On, Lululemon, and top tennis agent Stuart Duguid discuss the behind-the-scenes strategies to align top players and brands for partner deals.

As On was looking to further its foothold in tennis in 2023, following Roger Federer‘s investment in the European running shoe brand in 2019 and the debut of The Roger lifestyle sneaker in 2021, the company started doing its due diligence on current athletes to add as brand endorsers.

Its early tennis strategy, according to Feliciano Robayna, On Holdings‘ head of athlete management for tennis, was to find talent to help build the brand’s awareness and credibility in the sport while showing how its partnership with Federer could progress.

“We’re always on the lookout for partners and athletes who embody our competitive spirit and share our desire to grow together,” Robayna told Boardroom. “Beyond a player’s performance on the court, we often choose our athlete partnerships with a view to the future. On is a young, vibrant brand, and our athletes should reflect that.”

One of the very first athletes On was looking at in 2023 wasn’t even a pro tennis player yet. Ben Shelton was still a standout rising star at the University of Florida at the time, and Robayna said the company was still waiting to see if he’d go pro or not. That would determine whether it would merely offer an NIL deal or a full-fledged professional contract.

Courtesy of On

After researching a potential partner’s athlete management team, On typically initiates contact to inquire about the player’s contractual status. If the timing is right and the athlete is eligible to engage with other brands, Robayna and Co. present On’s vision and begin contract negotiations.

“Luckily,” he said, “Ben chose the professional contract and the rest is history.”

On signed Shelton and then-world No. 1 Iga Świątek early in 2023, and inked João Fonseca shortly thereafter. The company then likes to bring partners directly into the R&D and product development process, Robayna added, meeting the demands of athletes before bringing their products to market. The shoes the athletes wear in competition were designed in close collaboration with the players, along with Federer and the team at On Labs.

“It’s been cool to see the growth of myself through On and then also see On’s growth since I’ve been with them,” Shelton said last week at the US Open. “Being their first athlete in tennis or head to toe was a cool opportunity, and I’m excited that I’ve been with them.”

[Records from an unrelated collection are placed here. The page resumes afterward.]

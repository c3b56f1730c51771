//! Label mapping: classifier output index to human-readable name.
//!
//! The mapping file is plain text with one `<name> <id>` entry per line.
//! Ids must cover `0..n-1` exactly once and names must be unique.

use std::collections::HashMap;
use std::path::Path;

use crate::error::{ModelError, ModelResult};

/// Total mapping from label id `0..len-1` to a name.
#[derive(Debug, Clone, PartialEq, Eq)]
pub struct LabelMapping {
    names: Vec<String>,
}

impl LabelMapping {
    /// Build a mapping from names ordered by id.
    pub fn from_names<I, S>(names: I) -> ModelResult<Self>
    where
        I: IntoIterator<Item = S>,
        S: Into<String>,
    {
        let names: Vec<String> = names.into_iter().map(Into::into).collect();
        if names.is_empty() {
            return Err(ModelError::LabelMapping("mapping is empty".to_string()));
        }

        let mut seen = HashMap::with_capacity(names.len());
        for (id, name) in names.iter().enumerate() {
            if let Some(previous) = seen.insert(name.as_str(), id) {
                return Err(ModelError::LabelMapping(format!(
                    "name '{}' used by ids {} and {}",
                    name, previous, id
                )));
            }
        }

        Ok(Self { names })
    }

    /// Parse the `<name> <id>` text format.
    pub fn parse(text: &str) -> ModelResult<Self> {
        let mut by_id: HashMap<usize, String> = HashMap::new();

        for (idx, raw) in text.lines().enumerate() {
            let line_no = idx + 1;
            let line = raw.trim();
            if line.is_empty() {
                continue;
            }

            let fields: Vec<&str> = line.split_whitespace().collect();
            let [name, id] = fields.as_slice() else {
                return Err(ModelError::label_line(
                    line_no,
                    format!("expected '<name> <id>', got '{}'", line),
                ));
            };

            let id: usize = id
                .parse()
                .map_err(|_| ModelError::label_line(line_no, format!("invalid id '{}'", id)))?;

            if by_id.insert(id, (*name).to_string()).is_some() {
                return Err(ModelError::label_line(line_no, format!("duplicate id {}", id)));
            }
        }

        let mut names = Vec::with_capacity(by_id.len());
        for id in 0..by_id.len() {
            match by_id.remove(&id) {
                Some(name) => names.push(name),
                None => {
                    return Err(ModelError::LabelMapping(format!(
                        "ids are not contiguous: missing id {}",
                        id
                    )))
                }
            }
        }

        Self::from_names(names)
    }

    /// Load and parse a mapping file.
    pub fn from_file(path: impl AsRef<Path>) -> ModelResult<Self> {
        let text = std::fs::read_to_string(path.as_ref())?;
        Self::parse(&text)
    }

    /// Name for a label id.
    pub fn get(&self, id: usize) -> Option<&str> {
        self.names.get(id).map(String::as_str)
    }

    /// Number of labels.
    pub fn len(&self) -> usize {
        self.names.len()
    }

    pub fn is_empty(&self) -> bool {
        self.names.is_empty()
    }

    /// Whether a name belongs to this mapping.
    pub fn contains_name(&self, name: &str) -> bool {
        self.names.iter().any(|n| n == name)
    }

    /// Iterate `(id, name)` pairs in id order.
    pub fn iter(&self) -> impl Iterator<Item = (usize, &str)> {
        self.names.iter().enumerate().map(|(id, n)| (id, n.as_str()))
    }
}

#[cfg(test)]
mod tests {
    use super::*;

    #[test]
    fn test_parse_unordered_lines() {
        let mapping = LabelMapping::parse("Basketball 1\nApplyEyeMakeup 0\n\nArchery 2\n").unwrap();
        assert_eq!(mapping.len(), 3);
        assert_eq!(mapping.get(0), Some("ApplyEyeMakeup"));
        assert_eq!(mapping.get(1), Some("Basketball"));
        assert_eq!(mapping.get(2), Some("Archery"));
        assert_eq!(mapping.get(3), None);
    }

    #[test]
    fn test_rejects_gap() {
        let err = LabelMapping::parse("A 0\nB 2\n").unwrap_err();
        assert!(err.to_string().contains("missing id 1"));
    }

    #[test]
    fn test_rejects_duplicate_id() {
        let err = LabelMapping::parse("A 0\nB 0\n").unwrap_err();
        assert!(matches!(err, ModelError::LabelLine { line: 2, .. }));
    }

    #[test]
    fn test_rejects_duplicate_name() {
        assert!(LabelMapping::parse("A 0\nA 1\n").is_err());
    }

    #[test]
    fn test_rejects_malformed_line() {
        let err = LabelMapping::parse("A 0\nB\n").unwrap_err();
        assert!(matches!(err, ModelError::LabelLine { line: 2, .. }));

        let err = LabelMapping::parse("A zero\n").unwrap_err();
        assert!(err.to_string().contains("invalid id"));
    }

    #[test]
    fn test_rejects_empty() {
        assert!(LabelMapping::parse("\n\n").is_err());
    }
}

As On was breaking into tennis, Canadian apparel colossus Lululemon was getting more and more feedback from its guests and customers that they were using the brand to achieve peak performance on the court. So, as the brand started to create products specifically for tennis, it started looking for elite brand ambassadors, according to Michelle Davies, Lululemon’s Senior Vice President of Global Sports Marketing, Partnerships, and Social Impact.

Shortly after Lululemon was founded in 1998 in Vancouver, the brand worked with local yoga teachers to provide feedback on what they liked and disliked about the clothing they were wearing. In the more than 25 years since, that same ambassador program has expanded to training, running, and also applied to tennis when the company first started looking for endorsement athletes shortly after the pandemic.

Courtesy of Lululemon

“Ultimately, we are really looking to work with athletes who are pushing boundaries,” Davies told Boardroom. “They’re genuine fans of our brand and our products. That’s really huge for us. We really want to partner with people who we can work with long-term. So, we’ve never been a brand that’s going to sign a whole bunch of athletes. It’s about building really strong, long-term relationships.”

Davies had been friends with Leylah Fernandez‘s agents, and the Canadian star was an ideal fit to expand on Lululemon’s partnership with the Canadian Olympic and Paralympic program. They signed Fernandez in 2022, who was a major presence for Team Canada at the 2024 Paris games, and added a physical retail pop-up at the U.S. Open this year for the first time. When it looked to expand to male players, Davies said, Frances Tiafoe was always at the top of its list.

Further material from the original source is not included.